Makima smiled, as if amused by him. "Safe sentences keep people alive."

"Sometimes," Johan replied. "More often they keep people obedient."

Makima's gaze held his. "And you don't want to be obedient."

Johan's smile returned faintly. "I don't mind obedience. I mind the illusion that obedience is love."

Makima's expression stayed warm, but the air between them tightened anyway, like invisible strings pulling taut.

"You're speaking about love," she said. "As if it concerns you."

"It concerns everyone," Johan said. "Even those who pretend it's beneath them. Especially those."

Makima's smile didn't change. "You're making a lot of implications."

"I'm offering possibilities," Johan corrected. "Implications are what people hear when they don't like possibilities."

Makima studied him, then looked forward again, as if concluding that staring too long would let him feel too important.

The city continued.

And Johan let his mind drift, not to fear, not to power, but to pattern.

If Makima was Control, then she wouldn't hunt him for what he could do. She'd hunt him for what he could become.

And if he was Failure, then his existence was a humiliation to control itself. Because control demanded reliable outcomes.

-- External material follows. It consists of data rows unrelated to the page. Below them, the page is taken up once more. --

//! Color theme for blip
//!
//! Palette and style helpers for the TUI. Opinion colors follow the swipe
//! buttons (green loved, red disliked, blue watch, grey pass); platform
//! colors follow each service's brand.

use ratatui::style::{Color, Modifier, Style};

use crate::models::{Opinion, Platform};

/// blip color palette
pub struct Theme;

impl Theme {
    // ═══════════════════════════════════════════════════════════════════════
    // CORE PALETTE
    // ═══════════════════════════════════════════════════════════════════════

    /// Background: #121216
    pub const BACKGROUND: Color = Color::Rgb(0x12, 0x12, 0x16);

    /// Panels and cards: #1e1e24
    pub const BACKGROUND_LIGHT: Color = Color::Rgb(0x1e, 0x1e, 0x24);

    /// Brand: #ff4f70
    pub const PRIMARY: Color = Color::Rgb(0xff, 0x4f, 0x70);

    /// Text: #f0f0f0
    pub const TEXT: Color = Color::Rgb(0xf0, 0xf0, 0xf0);

    /// Dim: #8a8a96
    pub const DIM: Color = Color::Rgb(0x8a, 0x8a, 0x96);

    /// Border: #3a3a46
    pub const BORDER: Color = Color::Rgb(0x3a, 0x3a, 0x46);

    /// Rating star: #ffd700
    pub const STAR: Color = Color::Rgb(0xff, 0xd7, 0x00);

    // ═══════════════════════════════════════════════════════════════════════
    // OPINION COLORS
    // ═══════════════════════════════════════════════════════════════════════

    pub const LOVED: Color = Color::Rgb(0x4c, 0xaf, 0x50);
    pub const DISLIKED: Color = Color::Rgb(0xf4, 0x43, 0x36);
    pub const WATCH: Color = Color::Rgb(0x21, 0x96, 0xf3);
    pub const PASS: Color = Color::Rgb(0x9e, 0x9e, 0x9e);

    // ═══════════════════════════════════════════════════════════════════════
    // STYLE HELPERS
    // ═══════════════════════════════════════════════════════════════════════

    pub fn text() -> Style {
        Style::default().fg(Self::TEXT).bg(Self::BACKGROUND)
    }

    pub fn dimmed() -> Style {
        Style::default().fg(Self::DIM)
    }

    pub fn title() -> Style {
        Style::default()
            .fg(Self::PRIMARY)
            .add_modifier(Modifier::BOLD)
    }

    pub fn heading() -> Style {
        Style::default().fg(Self::TEXT).add_modifier(Modifier::BOLD)
    }

    pub fn border() -> Style {
        Style::default().fg(Self::BORDER)
    }

    pub fn border_focused() -> Style {
        Style::default()
            .fg(Self::PRIMARY)
            .add_modifier(Modifier::BOLD)
    }

    /// Selected grid cell / list row
    pub fn selected() -> Style {
        Style::default()
            .fg(Self::BACKGROUND)
            .bg(Self::PRIMARY)
            .add_modifier(Modifier::BOLD)
    }

    pub fn card() -> Style {
        Style::default().fg(Self::TEXT).bg(Self::BACKGROUND_LIGHT)
    }

    pub fn rating() -> Style {
        Style::default().fg(Self::STAR).add_modifier(Modifier::BOLD)
    }

    pub fn genre() -> Style {
        Style::default().fg(Self::BACKGROUND).bg(Self::DIM)
    }

    pub fn keybind() -> Style {
        Style::default().fg(Self::PRIMARY)
    }

    pub fn status_bar() -> Style {
        Style::default().fg(Self::TEXT).bg(Self::BACKGROUND_LIGHT)
    }

    pub fn loading() -> Style {
        Style::default()
            .fg(Self::PRIMARY)
            .add_modifier(Modifier::BOLD)
    }

    pub fn link() -> Style {
        Style::default()
            .fg(Self::WATCH)
            .add_modifier(Modifier::UNDERLINED)
    }

    pub fn opinion_color(opinion: Opinion) -> Color {
        match opinion {
            Opinion::LovedIt => Self::LOVED,
            Opinion::DidntLikeIt => Self::DISLIKED,
            Opinion::WantToWatch => Self::WATCH,
            Opinion::Pass => Self::PASS,
        }
    }

    /// Overlay label for a swipe: white on the opinion color
    pub fn opinion(opinion: Opinion) -> Style {
        Style::default()
            .fg(Color::White)
            .bg(Self::opinion_color(opinion))
            .add_modifier(Modifier::BOLD)
    }

    // ═══════════════════════════════════════════════════════════════════════
    // PLATFORM STYLES
    // ═══════════════════════════════════════════════════════════════════════

    pub fn platform_color(platform: Platform) -> Color {
        match platform {
            Platform::Netflix => Color::Rgb(0xe5, 0x09, 0x14),
            Platform::PrimeVideo => Color::Rgb(0x00, 0x96, 0xf6),
            Platform::HboMax => Color::Rgb(0x02, 0x2a, 0xe0),
            Platform::DisneyPlus => Color::Rgb(0x0c, 0x0f, 0x35),
            Platform::ParamountPlus => Color::Rgb(0x00, 0x64, 0xff),
            Platform::AppleTvPlus => Color::Rgb(0xa2, 0xaa, 0xad),
            Platform::Youtube => Color::Rgb(0xff, 0x00, 0x00),
            Platform::Hulu => Color::Rgb(0x1c, 0xe7, 0x83),
        }
    }

    /// Badge style: brand background with whichever of black or white reads
    /// better on it
    pub fn platform_badge(platform: Platform) -> Style {
        let bg = Self::platform_color(platform);
        let fg = match color_to_rgb(bg) {
            Some(rgb) if contrast_ratio((0, 0, 0), rgb) > contrast_ratio((255, 255, 255), rgb) => {
                Color::Black
            }
            _ => Color::White,
        };
        Style::default().fg(fg).bg(bg).add_modifier(Modifier::BOLD)
    }
}

// ═══════════════════════════════════════════════════════════════════════════
// COLOR UTILITIES
// ═══════════════════════════════════════════════════════════════════════════

/// Relative luminance of an sRGB color
/// Formula: https://www.w3.org/TR/WCAG20/#relativeluminancedef
pub fn relative_luminance(r: u8, g: u8, b: u8) -> f64 {
    fn channel_luminance(c: u8) -> f64 {
        let c = c as f64 / 255.0;
        if c <= 0.03928 {
            c / 12.92
        } else {
            ((c + 0.055) / 1.055).powf(2.4)
        }
    }

    0.2126 * channel_luminance(r) + 0.7152 * channel_luminance(g) + 0.0722 * channel_luminance(b)
}

/// Contrast ratio between two colors, from 1 (same) to 21 (black/white)
pub fn contrast_ratio(fg: (u8, u8, u8), bg: (u8, u8, u8)) -> f64 {
    let l1 = relative_luminance(fg.0, fg.1, fg.2);
    let l2 = relative_luminance(bg.0, bg.1, bg.2);

    let (lighter, darker) = if l1 > l2 { (l1, l2) } else { (l2, l1) };

    (lighter + 0.05) / (darker + 0.05)
}

/// Extract RGB tuple from ratatui Color (only works for Rgb variant)
pub fn color_to_rgb(color: Color) -> Option<(u8, u8, u8)> {
    match color {
        Color::Rgb(r, g, b) => Some((r, g, b)),
        _ => None,
    }
}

Failure was the opposite: outcomes that slipped, outcomes that collapsed, outcomes that made certainty look foolish.

Johan smiled to himself, small.

This would be fun.

Public Safety Headquarters looked like a building trying to hide behind bureaucracy.

Neat floors. Soft lighting. A receptionist behind glass who smiled too quickly, like she'd practiced in a mirror and never quite believed it.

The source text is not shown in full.